Over the past decade, credit unions have revved up mortgage lending and quadrupled market share, according to The New York Times.
These gains have been powered largely by low-rate refinancing. But to gain speed, mortgage departments must power their engines with a different fuel: purchase home loans.
As rates rise and housing sales continue to rebound, five best practices can help build purchase loan volume by delivering on the expectations of homebuyers and key gatekeepers in real estate.
1. Determine what homebuyers want
One way Altra Federal Credit Union, Onalaska, Wis., has become a top mortgage lender in western Wisconsin, commanding a 27% share, is tailoring its products and services to its market.
When millennials participating in a focus group said they didn’t have time for two-hour home-buying seminars and wanted to be kept better informed during loan processing, Altra Federal responded.
The $1 billion credit union now hosts “Homebuyer After 5” open houses so members can move at their own pace with questions for loan officers, real estate agents, appraisers, and others stationed in booths.
Loan officers regularly call borrowers to keep them posted about how their mortgages are proceeding toward closing.
2. Build referral relationships
Realtors, home builders, and others involved in real estate wield great influence in the decision about where to get a mortgage, so building your reputation in this community is a gateway to new business.

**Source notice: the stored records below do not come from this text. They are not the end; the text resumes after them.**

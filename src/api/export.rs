// ==========================================
// 减停排程系统 - 排程导出
// ==========================================
// 职责: 将排程渲染为文本 / JSON / CSV
// ==========================================

use crate::api::error::{ApiError, ApiResult};
use crate::domain::schedule::{PrescriptionLine, TaperPlan, DATE_FORMAT};
use crate::engine::instruction_builder::format_strength;
use csv::Writer;
use serde::Serialize;
use std::fmt::Write as _;

/// 导出格式
#[derive(Debug, Clone, Copy, PartialEq, Eq)]
pub enum ExportFormat {
    Text,
    Json,
    Csv,
}

/// CSV 行
#[derive(Debug, Serialize)]
struct CsvRow<'a> {
    step: &'a str,
    medication: &'a str,
    strength: String,
    instructions: &'a str,
    quantity: u32,
}

impl<'a> From<&'a PrescriptionLine> for CsvRow<'a> {
    fn from(line: &'a PrescriptionLine) -> Self {
        Self {
            step: line.step.as_str(),
            medication: &line.medication,
            strength: format_strength(line.strength_mg),
            instructions: &line.instructions,
            quantity: line.quantity,
        }
    }
}

/// 按格式渲染
pub fn render(plan: &TaperPlan, format: ExportFormat) -> ApiResult<String> {
    match format {
        ExportFormat::Text => Ok(to_text(plan)),
        ExportFormat::Json => to_json(plan),
        ExportFormat::Csv => to_csv(&plan.lines),
    }
}

/// 处方行 CSV（含表头）
pub fn to_csv(lines: &[PrescriptionLine]) -> ApiResult<String> {
    let mut writer = Writer::from_writer(Vec::new());
    for line in lines {
        writer.serialize(CsvRow::from(line))?;
    }
    writer.flush().map_err(|e| ApiError::Export(e.to_string()))?;
    let bytes = writer
        .into_inner()
        .map_err(|e| ApiError::Export(e.to_string()))?;
    String::from_utf8(bytes).map_err(|e| ApiError::Export(e.to_string()))
}

/// 完整排程 JSON
pub fn to_json(plan: &TaperPlan) -> ApiResult<String> {
    Ok(serde_json::to_string_pretty(plan)?)
}

/// 终端可读文本
pub fn to_text(plan: &TaperPlan) -> String {
    let mut out = String::new();
    let end = plan
        .end_date()
        .map(|d| d.format(DATE_FORMAT).to_string())
        .unwrap_or_default();
    let start = plan
        .intervals
        .first()
        .map(|i| i.start_date.format(DATE_FORMAT).to_string())
        .unwrap_or_default();

    let _ = writeln!(
        out,
        "Taper schedule from step {} ({} steps, {} days, {} to {})",
        plan.start_step,
        plan.intervals.len(),
        plan.total_days(),
        start,
        end
    );

    for interval in &plan.intervals {
        let _ = writeln!(
            out,
            "\n[{}] {} to {}",
            interval.step_id,
            interval.start_date.format(DATE_FORMAT),
            interval.end_date.format(DATE_FORMAT)
        );
        for line in plan.lines.iter().filter(|l| l.step == interval.step_id) {
            let _ = writeln!(
                out,
                "  {} {} (dispense {})\n    {}",
                line.medication,
                format_strength(line.strength_mg),
                line.quantity,
                line.instructions
            );
        }
    }
    out
}
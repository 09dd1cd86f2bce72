// ==========================================
// 减停排程系统 - 领域类型定义
// ==========================================
// 职责: 时段、步骤标识、后继引用、时段剂量变体
// 红线: 时段剂量形态在加载时即归一化,下游不再判断形态
// ==========================================

use serde::{Deserialize, Serialize};
use std::fmt;

// ==========================================
// 服药时段 (Time of Day)
// ==========================================
// 顺序: Morning < Midday < Afternoon < Night (即说明书渲染顺序)
#[derive(Debug, Clone, Copy, PartialEq, Eq, PartialOrd, Ord, Hash, Serialize, Deserialize)]
pub enum TimeOfDay {
    Morning,
    Midday,
    Afternoon, // 患者录入有此项,内置方案数据从不使用
    Night,
}

impl TimeOfDay {
    /// 全部时段（按渲染顺序）
    pub const ALL: [TimeOfDay; 4] = [
        TimeOfDay::Morning,
        TimeOfDay::Midday,
        TimeOfDay::Afternoon,
        TimeOfDay::Night,
    ];

    /// 说明书中使用的介词短语
    pub fn preposition(&self) -> &'static str {
        match self {
            TimeOfDay::Morning => "in the Morning",
            TimeOfDay::Midday => "at Midday",
            TimeOfDay::Afternoon => "in the Afternoon",
            TimeOfDay::Night => "at Night",
        }
    }
}

impl fmt::Display for TimeOfDay {
    fn fmt(&self, f: &mut fmt::Formatter<'_>) -> fmt::Result {
        match self {
            TimeOfDay::Morning => write!(f, "Morning"),
            TimeOfDay::Midday => write!(f, "Midday"),
            TimeOfDay::Afternoon => write!(f, "Afternoon"),
            TimeOfDay::Night => write!(f, "Night"),
        }
    }
}

// ==========================================
// 步骤标识 (Step Id)
// ==========================================
#[derive(Debug, Clone, PartialEq, Eq, PartialOrd, Ord, Hash, Serialize, Deserialize)]
#[serde(transparent)]
pub struct StepId(String);

impl StepId {
    pub fn new(id: impl Into<String>) -> Self {
        Self(id.into())
    }

    pub fn as_str(&self) -> &str {
        &self.0
    }
}

impl fmt::Display for StepId {
    fn fmt(&self, f: &mut fmt::Formatter<'_>) -> fmt::Result {
        f.write_str(&self.0)
    }
}

impl From<&str> for StepId {
    fn from(s: &str) -> Self {
        Self(s.to_string())
    }
}

// ==========================================
// 后继引用 (Successor)
// ==========================================
// 终止标记表示患者已完全停药
#[derive(Debug, Clone, PartialEq, Eq, Hash)]
pub enum Successor {
    Next(StepId),
    End,
}

impl Successor {
    pub fn is_end(&self) -> bool {
        matches!(self, Successor::End)
    }

    pub fn step_id(&self) -> Option<&StepId> {
        match self {
            Successor::Next(id) => Some(id),
            Successor::End => None,
        }
    }
}

impl fmt::Display for Successor {
    fn fmt(&self, f: &mut fmt::Formatter<'_>) -> fmt::Result {
        match self {
            Successor::Next(id) => write!(f, "{}", id),
            Successor::End => write!(f, "END"),
        }
    }
}

// ==========================================
// 时段剂量 (Slot Dose)
// ==========================================
// 单个时段: 不给药 / 单药 / 两药合用
#[derive(Debug, Clone, PartialEq)]
pub enum SlotDose {
    Empty,
    Single(String, f64),
    Combined(String, f64, String, f64),
}

impl SlotDose {
    /// 展开为 (药名, 剂量mg) 序列
    pub fn pairs(&self) -> Vec<(&str, f64)> {
        match self {
            SlotDose::Empty => Vec::new(),
            SlotDose::Single(med, mg) => vec![(med.as_str(), *mg)],
            SlotDose::Combined(med_a, mg_a, med_b, mg_b) => {
                vec![(med_a.as_str(), *mg_a), (med_b.as_str(), *mg_b)]
            }
        }
    }

    pub fn is_empty(&self) -> bool {
        matches!(self, SlotDose::Empty)
    }
}
// ==========================================
// 减停排程系统 - 等效剂量表
// ==========================================
// 职责: 药物名 -> 换算为地西泮等效剂量的系数
// 规则: 未知药物系数为 0（仅用于评分比较,不报错）
// ==========================================

use crate::config::error::{ConfigError, ConfigResult};
use std::collections::BTreeMap;

/// 等效剂量表
#[derive(Debug, Clone, Default, PartialEq)]
pub struct EquivalenceTable {
    factors: BTreeMap<String, f64>,
}

impl EquivalenceTable {
    pub fn new() -> Self {
        Self::default()
    }

    /// 登记换算系数（必须为有限正数）
    pub fn insert(&mut self, medication: &str, factor: f64) -> ConfigResult<()> {
        if !factor.is_finite() || factor <= 0.0 {
            return Err(ConfigError::InvalidEquivalence {
                medication: medication.to_string(),
                factor,
            });
        }
        self.factors.insert(medication.trim().to_string(), factor);
        Ok(())
    }

    /// 换算系数，未知药物返回 0
    pub fn factor(&self, medication: &str) -> f64 {
        self.factors.get(medication).copied().unwrap_or(0.0)
    }

    /// mg × 系数
    pub fn equivalent(&self, medication: &str, mg: f64) -> f64 {
        mg * self.factor(medication)
    }

    pub fn contains(&self, medication: &str) -> bool {
        self.factors.contains_key(medication)
    }

    pub fn len(&self) -> usize {
        self.factors.len()
    }

    pub fn is_empty(&self) -> bool {
        self.factors.is_empty()
    }
}
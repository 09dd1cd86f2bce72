// ==========================================
// 减停排程系统 - 排程 API
// ==========================================
// 职责: 接收表单字符串,校验后调用引擎,返回排程或可展示的错误
// 流程: 表单 → validator → TaperRequest → TaperEngine → TaperResponse
// ==========================================

use crate::api::error::{ApiError, ApiResult};
use crate::api::validator::{normalize_medication, parse_dose, parse_start_date};
use crate::config::engine_config::EngineConfig;
use crate::domain::patient::{MedicationDoses, TaperRequest};
use crate::domain::schedule::TaperPlan;
use crate::engine::orchestrator::TaperEngine;
use serde::{Deserialize, Serialize};
use std::sync::Arc;
use tracing::{info, instrument, warn};

/// 替代药固定为地西泮
pub const SECONDARY_MEDICATION: &str = "diazepam";

// ==========================================
// 请求 / 响应
// ==========================================

/// 四个时段的剂量字段（原始字符串，空白视为 0）
#[derive(Debug, Clone, Default, PartialEq, Serialize, Deserialize)]
#[serde(default)]
pub struct DoseFields {
    pub morning: String,
    pub midday: String,
    pub afternoon: String,
    pub night: String,
}

impl DoseFields {
    pub fn new(morning: &str, midday: &str, afternoon: &str, night: &str) -> Self {
        Self {
            morning: morning.to_string(),
            midday: midday.to_string(),
            afternoon: afternoon.to_string(),
            night: night.to_string(),
        }
    }

    fn parse(&self, medication: &str) -> ApiResult<MedicationDoses> {
        let field = |slot: &str| format!("{} {}", medication, slot);
        Ok(MedicationDoses::from_slots(
            medication,
            parse_dose(&field("Morning"), &self.morning)?,
            parse_dose(&field("Midday"), &self.midday)?,
            parse_dose(&field("Afternoon"), &self.afternoon)?,
            parse_dose(&field("Night"), &self.night)?,
        ))
    }
}

/// 排程表单
#[derive(Debug, Clone, Default, PartialEq, Serialize, Deserialize)]
pub struct TaperForm {
    pub medication: String,
    #[serde(default)]
    pub doses: DoseFields,
    /// 勾选"同时服用地西泮"时填写
    #[serde(default)]
    pub diazepam: Option<DoseFields>,
    /// M/D/YYYY
    pub start_date: String,
}

/// 错误详情
#[derive(Debug, Clone, PartialEq, Serialize, Deserialize)]
pub struct ErrorBody {
    pub code: String,
    pub message: String,
}

/// 排程响应：成功时带排程，失败时带错误
#[derive(Debug, Clone, PartialEq, Serialize, Deserialize)]
pub struct TaperResponse {
    pub success: bool,
    #[serde(skip_serializing_if = "Option::is_none")]
    pub plan: Option<TaperPlan>,
    #[serde(skip_serializing_if = "Option::is_none")]
    pub error: Option<ErrorBody>,
}

impl TaperResponse {
    fn ok(plan: TaperPlan) -> Self {
        Self {
            success: true,
            plan: Some(plan),
            error: None,
        }
    }

    fn failed(err: &ApiError) -> Self {
        Self {
            success: false,
            plan: None,
            error: Some(ErrorBody {
                code: err.code().to_string(),
                message: err.user_message(),
            }),
        }
    }
}

// ==========================================
// TaperApi - 排程 API
// ==========================================

pub struct TaperApi {
    engine: Arc<TaperEngine>,
}

impl TaperApi {
    pub fn new(engine: Arc<TaperEngine>) -> Self {
        Self { engine }
    }

    /// 由配置直接构造
    pub fn from_config(config: EngineConfig) -> Self {
        Self::new(Arc::new(TaperEngine::new(Arc::new(config))))
    }

    /// 可选药物（目录中的药物，字母序）
    pub fn medications(&self) -> Vec<String> {
        self.engine
            .config()
            .catalog
            .medications()
            .into_iter()
            .map(str::to_string)
            .collect()
    }

    /// 表单 → 引擎请求
    pub fn build_request(&self, form: &TaperForm) -> ApiResult<TaperRequest> {
        let medication = normalize_medication(&form.medication)?;
        let primary = form.doses.parse(&medication)?;
        let secondary = form
            .diazepam
            .as_ref()
            .map(|fields| fields.parse(SECONDARY_MEDICATION))
            .transpose()?;
        let start_date = parse_start_date(&form.start_date)?;

        let request = TaperRequest::new(primary, start_date);
        Ok(match secondary {
            Some(doses) => request.with_secondary(doses),
            None => request,
        })
    }

    /// 直接以结构化请求生成排程
    pub fn plan(&self, request: &TaperRequest) -> ApiResult<TaperPlan> {
        Ok(self.engine.plan(request)?)
    }

    /// 表单 → 排程
    pub fn plan_from_form(&self, form: &TaperForm) -> ApiResult<TaperPlan> {
        let request = self.build_request(form)?;
        self.plan(&request)
    }

    /// 表单 → 响应（错误转换为可展示的消息）
    #[instrument(skip_all, fields(medication = %form.medication))]
    pub fn handle(&self, form: &TaperForm) -> TaperResponse {
        match self.plan_from_form(form) {
            Ok(plan) => {
                info!(lines = plan.lines.len(), "排程请求处理成功");
                TaperResponse::ok(plan)
            }
            Err(err) => {
                warn!(code = err.code(), error = %err, "排程请求处理失败");
                TaperResponse::failed(&err)
            }
        }
    }
}
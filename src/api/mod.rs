// ==========================================
// 减停排程系统 - API 层
// ==========================================
// 职责: 表单校验、调用引擎、错误消息转换与排程导出,供 CLI 调用
// ==========================================

pub mod error;
pub mod export;
pub mod taper_api;
pub mod validator;

// 重导出核心类型
pub use error::{ApiError, ApiResult, INVALID_DATE_MESSAGE, NO_MATCH_MESSAGE};
pub use export::{render, to_csv, to_json, to_text, ExportFormat};
pub use taper_api::{DoseFields, ErrorBody, TaperApi, TaperForm, TaperResponse, SECONDARY_MEDICATION};
pub use validator::{normalize_medication, parse_dose, parse_start_date};
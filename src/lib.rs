// ==========================================
// 减停排程系统 - 核心库
// ==========================================
// 系统定位: 苯二氮䓬类药物减停排程生成 (处方由医生最终确认)
// 数据流: 患者剂量 → 步骤匹配 → 排程遍历 → 规格优化 → 服药说明
// ==========================================

// ==========================================
// 模块声明
// ==========================================

// 领域层 - 实体与类型
pub mod domain;

// 配置层 - 方案数据、规格目录、等效剂量表
pub mod config;

// 引擎层 - 排程规则
pub mod engine;

// 日志系统
pub mod logging;

// API 层 - 表单与导出
pub mod api;

// ==========================================
// 重导出核心类型
// ==========================================

// 领域类型
pub use domain::types::{SlotDose, StepId, Successor, TimeOfDay};

// 领域实体
pub use domain::{
    MedicationDoses, PrescriptionLine, ScheduleInterval, Step, TaperPlan, TaperRequest,
};

// 配置
pub use config::{ConfigError, EngineConfig, EquivalenceTable, MedicationCatalog};

// 引擎
pub use engine::{
    EngineError, EngineResult, InstructionBuilder, ProtocolGraph, ScheduleWalker, StepMatcher,
    StrengthOptimizer, TaperEngine,
};

// API
pub use api::{ApiError, TaperApi, TaperForm, TaperResponse};

// ==========================================
// 常量定义
// ==========================================

// 系统版本
pub const VERSION: &str = env!("CARGO_PKG_VERSION");

// 系统名称
pub const APP_NAME: &str = "减停排程系统";
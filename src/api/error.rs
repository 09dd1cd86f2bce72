// ==========================================
// 减停排程系统 - API层错误类型
// ==========================================
// 职责: 定义API层错误类型,将引擎/配置错误转换为表单可展示的消息
// ==========================================

use crate::config::error::ConfigError;
use crate::engine::error::EngineError;
use thiserror::Error;

/// 表单日期格式错误时展示的消息
pub const INVALID_DATE_MESSAGE: &str = "Invalid date. Please use M/D/YYYY format.";
/// 没有匹配步骤时展示的消息
pub const NO_MATCH_MESSAGE: &str = "No matching taper step found for those doses.";

/// API层错误类型
#[derive(Error, Debug)]
pub enum ApiError {
    // ==========================================
    // 表单输入错误
    // ==========================================
    #[error("无效日期: '{0}'")]
    InvalidDate(String),

    #[error("无效数值: field={field}, value='{value}'")]
    InvalidNumber { field: String, value: String },

    #[error("缺少必填字段: {0}")]
    MissingField(String),

    // ==========================================
    // 下层错误
    // ==========================================
    #[error(transparent)]
    Engine(#[from] EngineError),

    #[error(transparent)]
    Config(#[from] ConfigError),

    #[error("导出失败: {0}")]
    Export(String),

    // ==========================================
    // 通用错误
    // ==========================================
    #[error(transparent)]
    Other(#[from] anyhow::Error),
}

impl ApiError {
    /// 机器可读的错误码
    pub fn code(&self) -> &'static str {
        match self {
            ApiError::InvalidDate(_) => "INVALID_DATE",
            ApiError::InvalidNumber { .. } => "INVALID_NUMBER",
            ApiError::MissingField(_) => "MISSING_FIELD",
            ApiError::Engine(e) => e.code(),
            ApiError::Config(_) => "CONFIG_ERROR",
            ApiError::Export(_) => "EXPORT_ERROR",
            ApiError::Other(_) => "INTERNAL_ERROR",
        }
    }

    /// 展示给表单使用者的消息
    pub fn user_message(&self) -> String {
        match self {
            ApiError::InvalidDate(_) => INVALID_DATE_MESSAGE.to_string(),
            ApiError::InvalidNumber { field, value } => {
                format!("Invalid number '{}' for {}.", value, field)
            }
            ApiError::MissingField(field) => format!("Please provide {}.", field),
            ApiError::Engine(EngineError::NotFound(_)) => NO_MATCH_MESSAGE.to_string(),
            ApiError::Engine(EngineError::InvalidInput(msg)) => format!("Invalid input: {}.", msg),
            ApiError::Engine(e @ EngineError::Unrepresentable { .. }) => {
                format!("Unable to build tablet instructions: {}.", e)
            }
            ApiError::Engine(EngineError::MalformedGraph(msg)) => {
                format!("The taper protocol is malformed: {}.", msg)
            }
            ApiError::Config(e) => format!("The taper protocol could not be loaded: {}.", e),
            ApiError::Export(msg) => format!("Export failed: {}.", msg),
            ApiError::Other(e) => format!("Unexpected error: {}.", e),
        }
    }
}

impl From<csv::Error> for ApiError {
    fn from(err: csv::Error) -> Self {
        ApiError::Export(err.to_string())
    }
}

impl From<serde_json::Error> for ApiError {
    fn from(err: serde_json::Error) -> Self {
        ApiError::Export(err.to_string())
    }
}

/// Result 类型别名
pub type ApiResult<T> = Result<T, ApiError>;
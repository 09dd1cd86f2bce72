// ==========================================
// 减停排程系统 - 配置层错误类型
// ==========================================
// 工具: thiserror 派生宏
// ==========================================

use crate::engine::error::EngineError;
use std::path::PathBuf;
use thiserror::Error;

/// 配置加载错误
#[derive(Error, Debug)]
pub enum ConfigError {
    // ===== 文件相关错误 =====
    #[error("failed to read protocol file {path}: {source}")]
    Io {
        path: PathBuf,
        #[source]
        source: std::io::Error,
    },

    #[error("failed to parse protocol document: {0}")]
    Parse(#[from] serde_json::Error),

    // ===== 数据校验错误 =====
    #[error("invalid tablet strengths for {medication}: {message}")]
    InvalidCatalog { medication: String, message: String },

    #[error("invalid equivalence factor for {medication}: {factor}")]
    InvalidEquivalence { medication: String, factor: f64 },

    #[error("invalid step '{step_id}': {message}")]
    InvalidStep { step_id: String, message: String },

    #[error("step '{step_id}' prescribes {medication}, which has no catalog entry")]
    UnknownMedication { step_id: String, medication: String },

    #[error("invalid match weights: {0}")]
    InvalidWeights(String),

    // ===== 方案图错误 =====
    #[error(transparent)]
    Graph(#[from] EngineError),
}

/// 配置层 Result 类型别名
pub type ConfigResult<T> = Result<T, ConfigError>;
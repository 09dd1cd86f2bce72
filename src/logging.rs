// ==========================================
// 日志系统初始化
// ==========================================
// 使用 tracing 和 tracing-subscriber
// 支持环境变量配置日志级别
// ==========================================

use tracing_subscriber::{fmt, EnvFilter};

/// 日志输出格式
#[derive(Debug, Clone, Copy, PartialEq, Eq, Default)]
pub enum LogFormat {
    /// 人类可读
    #[default]
    Pretty,
    /// 每行一个 JSON 对象
    Json,
}

/// 初始化日志系统
///
/// # 环境变量
/// - RUST_LOG: 日志级别过滤器（默认: info）
///   例如: RUST_LOG=debug 或 RUST_LOG=taper_planner=trace
///
/// # 示例
/// ```no_run
/// use taper_planner::logging;
/// logging::init();
/// ```
pub fn init() {
    init_with_format(LogFormat::Pretty);
}

/// 按指定格式初始化日志系统
///
/// 日志写到 stderr，stdout 留给排程输出。
pub fn init_with_format(format: LogFormat) {
    // 从环境变量读取日志级别，默认为 info
    let filter = EnvFilter::try_from_default_env().unwrap_or_else(|_| EnvFilter::new("info"));

    let builder = fmt()
        .with_env_filter(filter)
        .with_target(true)
        .with_thread_ids(false)
        .with_line_number(true)
        .with_writer(std::io::stderr);

    match format {
        LogFormat::Pretty => builder.init(),
        LogFormat::Json => builder.json().init(),
    }
}

/// 初始化测试环境的日志系统
///
/// 使用更详细的日志级别，便于调试
pub fn init_test() {
    let _ = fmt()
        .with_env_filter(EnvFilter::new("debug"))
        .with_test_writer()
        .try_init();
}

FORUM Credit Union in Indianapolis relies on five external mortgage advisors to increase referrals, largely through one-on-one meetings with real estate professionals in the Indianapolis area.
Largely due to these efforts, 61% of FORUM’s mortgage volume in 2014 ($205 million) was for purchase loans. Referrals account for 32% of closed loans, mostly from new members, says Andrew Spirrison, vice president/retail delivery for the $1.1 billion credit union.
3. Structure mortgage operations for success
Fairwinds Credit Union in Orlando took a hard look at its track record from 2012 to 2014 and found that it landed only 8% of members’ mortgage business, and that only one in 10 applications submitted at a branch closed.
The $1.85 billion credit union centralized its mortgage lending and doubled the number of loan officers to ensure that experienced lenders follow up with applicants to increase “looks to books.”
In addition, Fairwinds hired an external loan officer to drum up referrals, developed an incentive pay structure to drive loan growth, and enhanced systems support to deliver high-quality service as loan volume increased.
The credit union is on pace to double annual mortgage volume over 2014’s $100 million, says Chrissy Busheme, vice president, real estate lending.
4. Deliver exceptional member service
Providing a range of mortgage options, guiding members to understand which loan is right for them, and supporting efficient processing are essential to successful mortgage lending.
A JD Power survey shows that communications and prompt closing are the biggest factors in borrower satisfaction ratings on the mortgage process.
Fairwinds offers a $1,000 guarantee to close on time and has only paid out once. This builds trust with both members and realtors.
5. Build on the mortgage connection
The mortgage application provides an unmatched opportunity to identify cross-selling opportunities that can save members money and time, and provide protection for their most valued asset: their new home.
This wealth of information can put efforts to build loyal, long-term relationships into overdrive.
In combination, these strategies can power up mortgage lending and turn this product line into a profit-generating engine.